1. Définir et comprendre la notion de harcèlement moral
La notion de harcèlement
Le harcèlement se définit, comme un comportement abusif marqué par des gestes, des paroles, des attitudes répétées visant une personne pour dégrader ses conditions de travail, sa santé physique et/ou mentale, à porter atteinte à ses droits et à sa dignité et/ou compromettre son avenir professionnel. (Article 222-33-2 du Code pénal)
Dans le cadre de l’entreprise, il est possible de faire la distinction entre le harcèlement moral et le harcèlement sexuel.

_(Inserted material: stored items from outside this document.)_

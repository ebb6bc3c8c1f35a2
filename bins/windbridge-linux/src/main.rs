//! Wind bridge for Linux hosts.
//!
//! Environment:
//! - `WINDBRIDGE_CONFIG`: configuration file (default `windbridge.json`)
//! - `WINDBRIDGE_DEMO`: when set, feed simulated sentences to the active
//!   UDP profile
//! - `RUST_LOG`: log filter

mod output;
mod storage;

use std::sync::Arc;
use std::time::Duration;

use tokio::net::UdpSocket;
use tracing_subscriber::{layer::SubscriberExt, util::SubscriberInitExt};

use windbridge_core::{Endpoint, SharedState};
use windbridge_protocol::encode_sentence;
use windbridge_server::WindBridge;

use crate::output::LogOutput;
use crate::storage::FileConfigStorage;

const DEFAULT_CONFIG_PATH: &str = "windbridge.json";

fn main() -> anyhow::Result<()> {
    tracing_subscriber::registry()
        .with(tracing_subscriber::EnvFilter::new(
            std::env::var("RUST_LOG")
                .unwrap_or_else(|_| "info,windbridge_server=debug,windbridge_providers=debug".into()),
        ))
        .with(tracing_subscriber::fmt::layer())
        .init();

    // one worker per task
    let runtime = tokio::runtime::Builder::new_multi_thread()
        .worker_threads(2)
        .enable_all()
        .build()?;
    runtime.block_on(run())
}

async fn run() -> anyhow::Result<()> {
    tracing::info!("Wind bridge starting...");

    let path = std::env::var("WINDBRIDGE_CONFIG").unwrap_or_else(|_| DEFAULT_CONFIG_PATH.into());
    let storage = Arc::new(FileConfigStorage::open(path)?);
    tracing::info!("Configuration: {}", storage.path().display());

    let handle = WindBridge::from_storage(LogOutput::new(), storage)?.spawn();
    let (endpoint, _) = handle.state().active_endpoint();
    tracing::info!("Active endpoint: {}", endpoint);

    let demo = std::env::var_os("WINDBRIDGE_DEMO").map(|_| {
        let state = handle.state().clone();
        tokio::spawn(async move {
            if let Err(e) = generate_demo_data(state).await {
                tracing::error!("Demo feeder error: {}", e);
            }
        })
    });

    let mut watchdog = tokio::time::interval(Duration::from_secs(1));
    loop {
        tokio::select! {
            result = tokio::signal::ctrl_c() => {
                result?;
                tracing::info!("Received Ctrl+C, shutting down...");
                break;
            }
            _ = watchdog.tick() => {
                if handle.is_finished() {
                    tracing::warn!("Bridge task stopped");
                    break;
                }
            }
        }
    }

    if let Some(demo) = demo {
        demo.abort();
    }
    handle.shutdown().await;
    tracing::info!("Shutdown complete");
    Ok(())
}

/// Simulated wind and navigation data sent to the active UDP profile.
async fn generate_demo_data(state: SharedState) -> anyhow::Result<()> {
    let (endpoint, _) = state.active_endpoint();
    let port = match endpoint {
        Endpoint::Udp { port } => port,
        other => {
            tracing::warn!("Demo feeder needs a UDP profile, active is {}", other);
            return Ok(());
        }
    };
    let socket = UdpSocket::bind("127.0.0.1:0").await?;
    tracing::info!("Demo feeder sending to 127.0.0.1:{}", port);

    let mut interval = tokio::time::interval(Duration::from_secs(1));
    let mut step = 0u32;
    loop {
        interval.tick().await;
        let t = step as f32;
        step = step.wrapping_add(1);

        let awa = 40.0 + 10.0 * (t / 10.0).sin();
        let aws = 12.0 + 2.0 * (t / 7.0).cos();
        let sog = 6.0 + 0.5 * (t / 13.0).sin();
        let cog = 90.0 + 5.0 * (t / 11.0).cos();

        let (awa, aws) = (format!("{:05.1}", awa), format!("{:.1}", aws));
        let (cog, sog, heading) = (
            format!("{:05.1}", cog),
            format!("{:.1}", sog),
            format!("{:05.1}", cog - 3.0),
        );
        let sentences = [
            encode_sentence("WIMWV", &[awa.as_str(), "R", aws.as_str(), "N", "A"])?,
            encode_sentence("GPVTG", &[cog.as_str(), "T", "", "M", sog.as_str(), "N", "", "K", "A"])?,
            encode_sentence("HEHDT", &[heading.as_str(), "T"])?,
        ];
        let datagram: String = sentences.iter().map(|s| s.as_str()).collect();
        socket.send_to(datagram.as_bytes(), ("127.0.0.1", port)).await?;
    }
}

Malheureusement, les quelques définitions légales dont nous disposons ne précisent pas réellement ce qu’est un agissement de harcèlement mais uniquement les conséquences de celui-ci. Il est donc nécessaire de caractériser ces comportements. Quand sommes-nous en présence de harcèlement ?
Il n’est pas facile d’identifier les agissements qui constituent un harcèlement. En effet, un ensemble de comportements peut être pris en compte.
Les différents types de harcèlement :
Pour commencer, notez qu’il existe plusieurs types de harcèlement :
- Individuel (le fait d’une personne identifiée au sein de l’entreprise) ;
o Vertical
Descendant : lorsqu’il émane du supérieur hiérarchique ;
Ascendant : lorsque le subordonné en est à l’origine ;
o Horizontal : il s’exerce entre membres du personnel, sans rapport hiérarchique ;
- Collectif (le fait d’un ou plusieurs salariés)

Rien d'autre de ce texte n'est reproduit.